Marital stress can possibly be the most dangerous, because you rely on your partner to keep you happy but is turning into a source of worry.
Your entire life, you pictured your marriage to be something that fills your life with love and joy. But when you find yourself in an unhappy relationship, you are suddenly forced to go through the trauma that comes with it. You see that things are not working out the way you'd want them to, and are unsure of how your partner might react in certain situations. This puts you in a constant fight or flight mode which increases the stress.
When you've been unhappy for too long, your body begins to show signs of the stress it's causing you. You may not even acknowledge it, especially if it's caused by a relationship you've invested a lot of time and effort into. But the intense or traumatic emotions that you feel in a negative relationship is likely to trigger changes in your body that can translate into severe medical conditions.
Regarding the stress on your body and mind, Janice Kiecolt-Glaser, director of the Institute for Behavioral Medicine Research at The Ohio State University Wexner Medical Center, explained that marital stress can be one of the most dangerous of them all. “Marital stress is a particularly potent stress, because your partner is typically your primary support and in a troubled marriage your partner becomes your major source of stress,” she said.
Many are not be aware of it, but staying in an unhappy marriage or letting yourself bear the stress of a negative relationship affects you in more ways than you realize.
The negativity in a relationship can affect the health of your heart in severe ways. A study published on JAMA Network found that when you have negative interactions, especially in relationships that are close to you, it can raise your risk of coronary heart disease (CHD). One of the reasons for this could be because you tend to replay negative events in your life more than the positive ones, as pointed out by the study.
What's more, an unhappy marriage is more likely to affect the wife more than the husband. It can increase the risk of hypertension, waistline obesity, high blood sugar, and also cause low levels of "good cholesterol", according to NBC News, all of which are factors that can lead to heart diseases.
Being constantly exposed to a hostile environment, especially a hostile relationship, can raise your chances of experiencing a stroke. When you're experiencing high levels of stress, symptoms of depression and hostility, it can significantly raise your risk of stroke and transient ischemic attacks (TIA), according to a study published on NCBI (National Center for Biotechnology Information).
One of the major risk factors for the chances of depression include how unhappy you are in a marriage. Feeling stuck in a marriage can cause a great deal of stress, and this can give way to the symptoms of depression, as highlighted by a study.
Depression can further lead to problems such as extreme difficulty falling asleep, lack of appetite, frequent changes in weight, having difficulty concentrating on everyday tasks, feeling hopeless and irritated, among other things, according to NIH (National Institutes of Health).
If you and your partner tend to have too many fights in the relationship, this can affect how your body heals from wounds. Having too many conflicts in the relationship can result in wounds healing slowly across your body. One study found that couples with a high level of hostility would heal 60 percent slower than couples with low conflict.

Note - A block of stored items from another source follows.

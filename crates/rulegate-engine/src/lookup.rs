//! Nested multi-level lookup for parameterized rule thresholds.
//!
//! A recursive, key-indexed value tree with the call style
//! `lookup.at("Default").at("FTB").at("MinLoan").as_i64()`. Navigating to a
//! missing key creates and stores an empty child instead of signaling
//! absence, so navigation is always safe to write even for unconfigured
//! paths — at the cost of the tree growing with every distinct key ever
//! queried. That trade makes the structure unsuitable for untrusted or
//! unbounded key spaces.
//!
//! [`NestedLookup::is_defined`] is the true presence check: it never
//! triggers the lazy-creation side effect.

use std::collections::HashMap;
use std::hash::Hash;
use std::sync::Arc;

use parking_lot::RwLock;

use crate::error::LookupError;

/// Value stored at a lookup node.
///
/// A small closed set of kinds, so a bad coercion is a typed
/// [`LookupError::Coercion`] rather than a best-effort runtime cast.
#[derive(Clone, Debug, PartialEq)]
pub enum LookupValue {
    Int(i64),
    Float(f64),
    Bool(bool),
    Str(String),
}

impl LookupValue {
    fn kind(&self) -> &'static str {
        match self {
            LookupValue::Int(_) => "int",
            LookupValue::Float(_) => "float",
            LookupValue::Bool(_) => "bool",
            LookupValue::Str(_) => "string",
        }
    }
}

impl From<i64> for LookupValue {
    fn from(v: i64) -> Self {
        LookupValue::Int(v)
    }
}

impl From<i32> for LookupValue {
    fn from(v: i32) -> Self {
        LookupValue::Int(v.into())
    }
}

impl From<f64> for LookupValue {
    fn from(v: f64) -> Self {
        LookupValue::Float(v)
    }
}

impl From<bool> for LookupValue {
    fn from(v: bool) -> Self {
        LookupValue::Bool(v)
    }
}

impl From<&str> for LookupValue {
    fn from(v: &str) -> Self {
        LookupValue::Str(v.to_string())
    }
}

impl From<String> for LookupValue {
    fn from(v: String) -> Self {
        LookupValue::Str(v)
    }
}

/// One node of the lookup tree: an optional stored value plus child nodes.
///
/// Nodes use interior mutability so that lazy-create navigation works
/// through shared references — rule predicates hold the table behind an
/// `Arc` — and stays safe across concurrent policy executions.
pub struct NestedLookup<K> {
    value: RwLock<Option<LookupValue>>,
    children: RwLock<HashMap<K, Arc<NestedLookup<K>>>>,
}

impl<K: Eq + Hash> Default for NestedLookup<K> {
    fn default() -> Self {
        Self {
            value: RwLock::new(None),
            children: RwLock::new(HashMap::new()),
        }
    }
}

impl<K: Eq + Hash> NestedLookup<K> {
    /// Builds a tree by inserting every item's path/value pair in sequence
    /// order. Fails with [`LookupError::EmptyKeyPath`] if any path is empty.
    pub fn new<Items, Path, Key, Value>(items: Items) -> Result<Self, LookupError>
    where
        Items: IntoIterator<Item = (Path, Value)>,
        Path: IntoIterator<Item = Key>,
        Key: Into<K>,
        Value: Into<LookupValue>,
    {
        let root = Self::default();
        for (path, value) in items {
            root.insert(path, value)?;
        }
        Ok(root)
    }

    /// Stores `value` at `path`, overwriting any value already at that leaf.
    pub fn insert<Path, Key, Value>(&self, path: Path, value: Value) -> Result<(), LookupError>
    where
        Path: IntoIterator<Item = Key>,
        Key: Into<K>,
        Value: Into<LookupValue>,
    {
        let mut keys = path.into_iter();
        let first = keys.next().ok_or(LookupError::EmptyKeyPath)?;

        let mut node = self.at(first);
        for key in keys {
            let next = node.at(key);
            node = next;
        }
        *node.value.write() = Some(value.into());
        Ok(())
    }

    /// Returns the child subtree for `key`, creating and storing an empty
    /// subtree first if none exists. Repeated misses against the same key
    /// return the same node.
    pub fn at(&self, key: impl Into<K>) -> Arc<NestedLookup<K>> {
        let key = key.into();
        if let Some(child) = self.children.read().get(&key) {
            return Arc::clone(child);
        }
        Arc::clone(
            self.children
                .write()
                .entry(key)
                .or_insert_with(|| Arc::new(Self::default())),
        )
    }

    /// True iff a child for `key` already exists as a stored node. Never
    /// mutates.
    pub fn is_defined(&self, key: impl Into<K>) -> bool {
        self.children.read().contains_key(&key.into())
    }

    /// The stored value as an integer; `0` if the node holds no value.
    pub fn as_i64(&self) -> Result<i64, LookupError> {
        match &*self.value.read() {
            None => Ok(0),
            Some(LookupValue::Int(v)) => Ok(*v),
            Some(other) => Err(LookupError::Coercion {
                from: other.kind(),
                to: "i64",
            }),
        }
    }

    /// The stored value as a float; `0.0` if the node holds no value.
    /// Integers widen losslessly.
    pub fn as_f64(&self) -> Result<f64, LookupError> {
        match &*self.value.read() {
            None => Ok(0.0),
            Some(LookupValue::Float(v)) => Ok(*v),
            Some(LookupValue::Int(v)) => Ok(*v as f64),
            Some(other) => Err(LookupError::Coercion {
                from: other.kind(),
                to: "f64",
            }),
        }
    }

    /// The stored value as a boolean; `false` if the node holds no value.
    pub fn as_bool(&self) -> Result<bool, LookupError> {
        match &*self.value.read() {
            None => Ok(false),
            Some(LookupValue::Bool(v)) => Ok(*v),
            Some(other) => Err(LookupError::Coercion {
                from: other.kind(),
                to: "bool",
            }),
        }
    }

    /// The stored value, only if it is a string. No stringification of
    /// other kinds.
    pub fn as_str(&self) -> Option<String> {
        match &*self.value.read() {
            Some(LookupValue::Str(v)) => Some(v.clone()),
            _ => None,
        }
    }
}

#[cfg(test)]
mod tests {
    use super::*;

    fn mortgage_table() -> NestedLookup<String> {
        NestedLookup::new([
            (["Default", "FTB", "MinLoan"], LookupValue::from(100_000)),
            (["Default", "FTB", "MaxLoan"], LookupValue::from(420_000)),
            (["Default", "FTB", "MinApplicantAge"], LookupValue::from(25)),
            (["Default", "FTB", "MinLTV"], LookupValue::from(95.0)),
            (["Default", "BTL", "MinLoan"], LookupValue::from(200_000)),
            (["Default", "BTL", "String"], LookupValue::from("test")),
        ])
        .unwrap()
    }

    #[test]
    fn single_key_values_resolve() {
        let lookup = NestedLookup::<String>::new([
            (["Key1"], LookupValue::from(123)),
            (["Key2"], LookupValue::from(456)),
        ])
        .unwrap();

        assert_eq!(lookup.at("Key1").as_i64(), Ok(123));
        assert_eq!(lookup.at("Key2").as_i64(), Ok(456));
    }

    #[test]
    fn multi_key_values_resolve() {
        let lookup = NestedLookup::<String>::new([
            (vec!["Key11", "Key12"], LookupValue::from(123)),
            (vec!["Key21", "Key22", "Key23"], LookupValue::from(456)),
        ])
        .unwrap();

        assert_eq!(lookup.at("Key11").at("Key12").as_i64(), Ok(123));
        assert_eq!(lookup.at("Key21").at("Key22").at("Key23").as_i64(), Ok(456));
    }

    #[test]
    fn unset_nodes_coerce_to_zero_values() {
        let lookup = mortgage_table();
        let missing = lookup.at("Default").at("FTB").at("MinLoanxxx");
        assert_eq!(missing.as_i64(), Ok(0));
        assert_eq!(missing.as_f64(), Ok(0.0));
        assert_eq!(missing.as_bool(), Ok(false));
        assert_eq!(missing.as_str(), None);
    }

    #[test]
    fn string_values_only_resolve_as_strings() {
        let lookup = mortgage_table();
        assert_eq!(
            lookup.at("Default").at("BTL").at("String").as_str(),
            Some("test".to_string())
        );
        // No stringification of non-string values.
        assert_eq!(lookup.at("Default").at("FTB").at("MinLoan").as_str(), None);
    }

    #[test]
    fn wrong_kind_coercion_is_a_typed_error() {
        let lookup = mortgage_table();
        assert_eq!(
            lookup.at("Default").at("FTB").at("MinLTV").as_i64(),
            Err(LookupError::Coercion {
                from: "float",
                to: "i64"
            })
        );
        // Int widens to f64.
        assert_eq!(lookup.at("Default").at("FTB").at("MinLoan").as_f64(), Ok(100_000.0));
    }

    #[test]
    fn is_defined_checks_presence_without_creating() {
        let lookup = mortgage_table();
        let node = lookup.at("Default");

        assert!(!node.is_defined("XXX"));
        // The miss above must not have created the node.
        assert!(!node.is_defined("XXX"));
        assert!(node.is_defined("BTL"));

        // Navigation creates; presence check then sees the node.
        node.at("XXX");
        assert!(node.is_defined("XXX"));
    }

    #[test]
    fn repeated_misses_return_the_same_node() {
        let lookup = NestedLookup::<String>::default();
        lookup.at("X").insert(["Y"], 7).unwrap();
        assert_eq!(lookup.at("X").at("Y").as_i64(), Ok(7));
    }

    #[test]
    fn inserting_the_same_path_twice_overwrites_the_leaf() {
        let lookup = NestedLookup::<String>::new([
            (["A", "B"], LookupValue::from(1)),
            (["A", "B"], LookupValue::from(2)),
        ])
        .unwrap();
        assert_eq!(lookup.at("A").at("B").as_i64(), Ok(2));
    }

    #[test]
    fn empty_key_path_is_rejected() {
        let lookup = NestedLookup::<String>::default();
        let empty: [&str; 0] = [];
        assert_eq!(lookup.insert(empty, 1), Err(LookupError::EmptyKeyPath));
    }

    mod properties {
        use std::collections::HashMap;

        use proptest::prelude::*;

        use super::*;

        proptest! {
            #[test]
            fn last_insert_per_path_wins(
                items in prop::collection::vec(
                    (prop::collection::vec("[a-z]{1,4}", 1..4), any::<i64>()),
                    1..16,
                )
            ) {
                let lookup = NestedLookup::<String>::new(items.clone()).unwrap();

                let mut expected: HashMap<Vec<String>, i64> = HashMap::new();
                for (path, value) in items {
                    expected.insert(path, value);
                }

                for (path, value) in expected {
                    let mut node = lookup.at(path[0].clone());
                    for key in &path[1..] {
                        let next = node.at(key.clone());
                        node = next;
                    }
                    prop_assert_eq!(node.as_i64(), Ok(value));
                }
            }

            #[test]
            fn presence_checks_never_mutate(keys in prop::collection::vec("[a-z]{1,4}", 1..8)) {
                let lookup = NestedLookup::<String>::default();
                for key in &keys {
                    prop_assert!(!lookup.is_defined(key.clone()));
                }
                for key in &keys {
                    prop_assert!(!lookup.is_defined(key.clone()));
                }
            }
        }
    }
}
//! Report envelope written by the CLI around a policy execution result.

use schemars::JsonSchema;
use serde::{Deserialize, Serialize};
use time::OffsetDateTime;

use crate::result::PolicyExecutionResult;

#[derive(Clone, Debug, PartialEq, Eq, Serialize, Deserialize, JsonSchema)]
pub struct ToolMeta {
    pub name: String,
    pub version: String,
}

/// Envelope for a serialized execution report artifact.
#[derive(Debug, Serialize, Deserialize, JsonSchema)]
pub struct ReportEnvelope {
    /// Schema identifier, see [`crate::ids::SCHEMA_REPORT_V1`].
    pub schema: String,
    pub tool: ToolMeta,
    #[serde(with = "time::serde::rfc3339")]
    #[schemars(with = "String")]
    pub started_at: OffsetDateTime,
    #[serde(with = "time::serde::rfc3339")]
    #[schemars(with = "String")]
    pub finished_at: OffsetDateTime,
    pub result: PolicyExecutionResult,
}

Relationships can even affect how you experience physical pain. If you're in a distressing marriage, you are likely to experience medical conditions that come with chronic pain, and rheumatoid arthritis is one of them. One particular study pointed out that if you're in a "well-adjusted or nondistressed marriage", then you were likely to experience lesser pain and more effective functioning.
Experiencing the constant stress of a marriage can also affect your gut. One particular research found that it can release bacteria in the blood, causing inflammation and consequently leading to other diseases. “We think that this everyday marital distress – at least for some people – is causing changes in the gut that lead to inflammation and, potentially, illness,” said Janice Kiecolt-Glaser, lead author of the study. She also mentioned, “Hostility is a hallmark of bad marriages – the kind that lead to adverse physiological changes.”
The bottom line is that it's important to know whether your relationship is the cause of major stress in your life. Your partner is meant to be someone you can rely on and ideally not be a source of stress. Understand whether your marriage or relationship is creating a hostile environment for you and take action if required because this can ultimately lead you to experience poor physical and mental health.Disclaimer : This article is for informational purposes only and is not a substitute for professional medical advice, diagnosis, or treatment. Always seek the advice of your physician or other qualified health provider with any questions you may have regarding a medical condition.